§ **EXERCISE**
Please reproduce the entries below exactly, starting at the first line and ending with the line that holds "pub struct Explorer".

§ **THE INPUT**

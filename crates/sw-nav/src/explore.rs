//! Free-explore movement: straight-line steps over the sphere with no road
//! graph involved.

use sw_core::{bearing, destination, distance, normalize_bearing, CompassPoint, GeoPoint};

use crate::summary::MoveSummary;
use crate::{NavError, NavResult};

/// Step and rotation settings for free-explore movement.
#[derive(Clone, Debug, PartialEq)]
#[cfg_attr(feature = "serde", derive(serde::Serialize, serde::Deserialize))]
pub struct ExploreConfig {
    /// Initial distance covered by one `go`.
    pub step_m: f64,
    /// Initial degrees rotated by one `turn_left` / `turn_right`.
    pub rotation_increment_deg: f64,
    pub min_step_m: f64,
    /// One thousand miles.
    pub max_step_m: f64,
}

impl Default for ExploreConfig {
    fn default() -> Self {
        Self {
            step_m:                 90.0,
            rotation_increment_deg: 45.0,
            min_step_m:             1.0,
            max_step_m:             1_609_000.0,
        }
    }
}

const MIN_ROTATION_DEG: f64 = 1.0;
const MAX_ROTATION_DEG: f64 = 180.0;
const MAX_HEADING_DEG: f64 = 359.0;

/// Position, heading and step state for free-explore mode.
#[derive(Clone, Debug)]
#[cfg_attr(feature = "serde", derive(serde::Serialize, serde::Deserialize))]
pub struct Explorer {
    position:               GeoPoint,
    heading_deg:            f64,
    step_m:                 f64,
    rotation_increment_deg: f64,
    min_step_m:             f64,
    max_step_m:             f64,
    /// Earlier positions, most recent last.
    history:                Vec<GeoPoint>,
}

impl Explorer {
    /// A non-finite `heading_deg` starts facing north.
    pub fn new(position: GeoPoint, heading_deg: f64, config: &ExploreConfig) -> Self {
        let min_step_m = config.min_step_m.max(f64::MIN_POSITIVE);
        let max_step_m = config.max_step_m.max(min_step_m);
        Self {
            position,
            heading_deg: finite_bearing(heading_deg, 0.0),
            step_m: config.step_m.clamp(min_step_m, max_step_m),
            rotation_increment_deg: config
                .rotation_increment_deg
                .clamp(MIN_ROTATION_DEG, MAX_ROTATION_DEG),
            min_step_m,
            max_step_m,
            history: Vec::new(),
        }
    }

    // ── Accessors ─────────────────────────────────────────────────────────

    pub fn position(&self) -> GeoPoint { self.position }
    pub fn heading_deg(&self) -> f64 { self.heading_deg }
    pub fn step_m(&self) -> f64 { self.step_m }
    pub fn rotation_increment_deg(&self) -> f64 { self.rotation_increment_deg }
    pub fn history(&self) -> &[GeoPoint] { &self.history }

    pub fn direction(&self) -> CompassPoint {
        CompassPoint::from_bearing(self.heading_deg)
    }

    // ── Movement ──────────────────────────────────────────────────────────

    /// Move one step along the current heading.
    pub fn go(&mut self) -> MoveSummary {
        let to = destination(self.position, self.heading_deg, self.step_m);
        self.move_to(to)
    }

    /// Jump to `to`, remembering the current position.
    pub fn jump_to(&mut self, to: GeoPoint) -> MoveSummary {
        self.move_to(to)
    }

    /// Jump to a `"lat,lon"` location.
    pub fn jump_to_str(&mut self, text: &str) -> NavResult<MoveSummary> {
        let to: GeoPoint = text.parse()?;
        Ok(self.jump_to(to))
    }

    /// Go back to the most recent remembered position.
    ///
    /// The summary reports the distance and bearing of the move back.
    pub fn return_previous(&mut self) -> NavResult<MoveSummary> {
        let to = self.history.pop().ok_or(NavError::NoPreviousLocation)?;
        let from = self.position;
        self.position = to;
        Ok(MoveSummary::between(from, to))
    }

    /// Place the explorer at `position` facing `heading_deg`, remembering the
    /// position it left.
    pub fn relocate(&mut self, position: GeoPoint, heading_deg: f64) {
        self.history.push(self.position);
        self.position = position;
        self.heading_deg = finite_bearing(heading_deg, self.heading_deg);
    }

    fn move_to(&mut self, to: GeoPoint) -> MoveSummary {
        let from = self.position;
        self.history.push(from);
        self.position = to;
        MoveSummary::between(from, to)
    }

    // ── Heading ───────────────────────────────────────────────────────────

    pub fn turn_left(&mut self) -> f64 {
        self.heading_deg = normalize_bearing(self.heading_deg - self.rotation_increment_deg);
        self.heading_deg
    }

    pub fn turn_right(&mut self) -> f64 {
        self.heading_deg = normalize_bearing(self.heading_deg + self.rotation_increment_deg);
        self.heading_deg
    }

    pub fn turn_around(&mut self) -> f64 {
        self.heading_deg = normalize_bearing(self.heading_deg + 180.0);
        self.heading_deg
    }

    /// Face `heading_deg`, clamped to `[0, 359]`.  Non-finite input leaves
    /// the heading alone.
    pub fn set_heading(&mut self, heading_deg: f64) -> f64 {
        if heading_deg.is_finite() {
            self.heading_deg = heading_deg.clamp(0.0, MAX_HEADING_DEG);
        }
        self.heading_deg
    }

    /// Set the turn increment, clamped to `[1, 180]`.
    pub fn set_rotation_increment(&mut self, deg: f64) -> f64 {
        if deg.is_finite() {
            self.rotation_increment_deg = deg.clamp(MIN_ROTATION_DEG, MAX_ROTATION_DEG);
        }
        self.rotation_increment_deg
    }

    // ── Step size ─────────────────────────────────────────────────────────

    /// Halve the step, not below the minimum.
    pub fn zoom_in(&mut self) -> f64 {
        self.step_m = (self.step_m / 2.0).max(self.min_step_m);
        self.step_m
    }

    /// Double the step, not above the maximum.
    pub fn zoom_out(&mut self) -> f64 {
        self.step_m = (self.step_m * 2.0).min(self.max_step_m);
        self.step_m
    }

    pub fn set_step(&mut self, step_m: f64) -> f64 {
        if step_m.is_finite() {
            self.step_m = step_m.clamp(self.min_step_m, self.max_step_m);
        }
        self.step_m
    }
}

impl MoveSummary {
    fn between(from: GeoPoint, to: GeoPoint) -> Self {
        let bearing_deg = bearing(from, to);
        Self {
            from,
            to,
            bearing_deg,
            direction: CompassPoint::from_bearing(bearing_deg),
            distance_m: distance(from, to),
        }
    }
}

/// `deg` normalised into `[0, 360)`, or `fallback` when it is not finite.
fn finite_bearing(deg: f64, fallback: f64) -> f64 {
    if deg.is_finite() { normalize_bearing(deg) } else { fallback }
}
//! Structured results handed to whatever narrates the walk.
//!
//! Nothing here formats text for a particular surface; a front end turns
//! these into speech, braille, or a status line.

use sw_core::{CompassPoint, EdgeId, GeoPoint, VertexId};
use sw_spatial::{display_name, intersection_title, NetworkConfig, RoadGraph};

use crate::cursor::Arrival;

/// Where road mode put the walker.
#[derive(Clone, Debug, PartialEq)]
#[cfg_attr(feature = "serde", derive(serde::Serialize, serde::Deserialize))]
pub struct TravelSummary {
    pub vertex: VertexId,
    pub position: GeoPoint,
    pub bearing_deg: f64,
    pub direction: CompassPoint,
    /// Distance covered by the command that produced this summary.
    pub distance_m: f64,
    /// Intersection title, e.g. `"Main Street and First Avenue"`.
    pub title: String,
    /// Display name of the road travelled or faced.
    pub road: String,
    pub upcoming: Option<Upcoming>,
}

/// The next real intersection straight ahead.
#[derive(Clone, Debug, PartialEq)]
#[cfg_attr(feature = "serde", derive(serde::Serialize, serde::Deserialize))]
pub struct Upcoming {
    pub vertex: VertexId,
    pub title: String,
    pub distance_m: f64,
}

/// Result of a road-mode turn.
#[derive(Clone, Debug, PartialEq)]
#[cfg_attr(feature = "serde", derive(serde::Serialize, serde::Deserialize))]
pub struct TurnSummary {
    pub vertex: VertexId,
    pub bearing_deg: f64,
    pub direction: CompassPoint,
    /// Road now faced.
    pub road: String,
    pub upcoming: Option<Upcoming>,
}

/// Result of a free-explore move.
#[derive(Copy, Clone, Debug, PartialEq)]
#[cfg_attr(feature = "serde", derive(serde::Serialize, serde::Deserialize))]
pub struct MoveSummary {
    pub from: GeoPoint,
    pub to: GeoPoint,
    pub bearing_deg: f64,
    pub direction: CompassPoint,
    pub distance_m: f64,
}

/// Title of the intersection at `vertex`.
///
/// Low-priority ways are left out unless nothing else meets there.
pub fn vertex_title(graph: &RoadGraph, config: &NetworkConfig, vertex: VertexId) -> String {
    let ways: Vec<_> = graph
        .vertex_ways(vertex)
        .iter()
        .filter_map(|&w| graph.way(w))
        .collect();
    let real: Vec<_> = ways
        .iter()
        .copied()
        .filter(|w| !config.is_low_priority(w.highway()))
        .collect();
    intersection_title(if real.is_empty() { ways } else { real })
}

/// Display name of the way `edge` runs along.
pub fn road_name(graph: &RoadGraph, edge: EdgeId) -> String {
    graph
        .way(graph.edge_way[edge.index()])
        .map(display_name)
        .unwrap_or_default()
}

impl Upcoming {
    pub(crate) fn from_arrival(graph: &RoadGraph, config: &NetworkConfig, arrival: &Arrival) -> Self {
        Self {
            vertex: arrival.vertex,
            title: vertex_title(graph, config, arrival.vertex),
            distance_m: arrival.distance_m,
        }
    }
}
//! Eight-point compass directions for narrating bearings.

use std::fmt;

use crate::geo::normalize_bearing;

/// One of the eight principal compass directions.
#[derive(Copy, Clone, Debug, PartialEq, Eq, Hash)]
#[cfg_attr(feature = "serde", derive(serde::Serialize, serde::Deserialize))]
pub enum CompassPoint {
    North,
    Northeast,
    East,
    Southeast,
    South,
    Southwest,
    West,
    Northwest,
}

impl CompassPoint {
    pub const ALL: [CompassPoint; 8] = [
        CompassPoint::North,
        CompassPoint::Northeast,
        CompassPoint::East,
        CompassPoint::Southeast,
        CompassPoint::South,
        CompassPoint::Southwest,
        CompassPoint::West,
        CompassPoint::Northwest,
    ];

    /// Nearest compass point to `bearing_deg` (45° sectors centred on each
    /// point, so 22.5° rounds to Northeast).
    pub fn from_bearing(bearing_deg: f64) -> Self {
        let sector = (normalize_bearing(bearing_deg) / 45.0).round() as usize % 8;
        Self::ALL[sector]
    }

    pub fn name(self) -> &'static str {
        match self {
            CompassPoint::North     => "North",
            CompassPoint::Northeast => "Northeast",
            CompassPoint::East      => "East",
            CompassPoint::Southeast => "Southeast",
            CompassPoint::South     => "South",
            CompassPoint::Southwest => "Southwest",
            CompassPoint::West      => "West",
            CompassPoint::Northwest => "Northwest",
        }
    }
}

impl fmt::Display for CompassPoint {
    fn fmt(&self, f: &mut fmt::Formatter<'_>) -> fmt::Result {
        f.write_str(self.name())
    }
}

§ **ANSWER FOR THE TASK**
filename crates/sw-nav/src/explore.rs
//! Free-explore movement: straight-line steps over the sphere with no road
//! graph involved.

use sw_core::{bearing, destination, distance, normalize_bearing, CompassPoint, GeoPoint};

use crate::summary::MoveSummary;
use crate::{NavError, NavResult};

/// Step and rotation settings for free-explore movement.
#[derive(Clone, Debug, PartialEq)]
#[cfg_attr(feature = "serde", derive(serde::Serialize, serde::Deserialize))]
pub struct ExploreConfig {
    /// Initial distance covered by one `go`.
    pub step_m: f64,
    /// Initial degrees rotated by one `turn_left` / `turn_right`.
    pub rotation_increment_deg: f64,
    pub min_step_m: f64,
    /// One thousand miles.
    pub max_step_m: f64,
}

impl Default for ExploreConfig {
    fn default() -> Self {
        Self {
            step_m:                 90.0,
            rotation_increment_deg: 45.0,
            min_step_m:             1.0,
            max_step_m:             1_609_000.0,
        }
    }
}

const MIN_ROTATION_DEG: f64 = 1.0;
const MAX_ROTATION_DEG: f64 = 180.0;
const MAX_HEADING_DEG: f64 = 359.0;

/// Position, heading and step state for free-explore mode.
#[derive(Clone, Debug)]
#[cfg_attr(feature = "serde", derive(serde::Serialize, serde::Deserialize))]
pub struct Explorer {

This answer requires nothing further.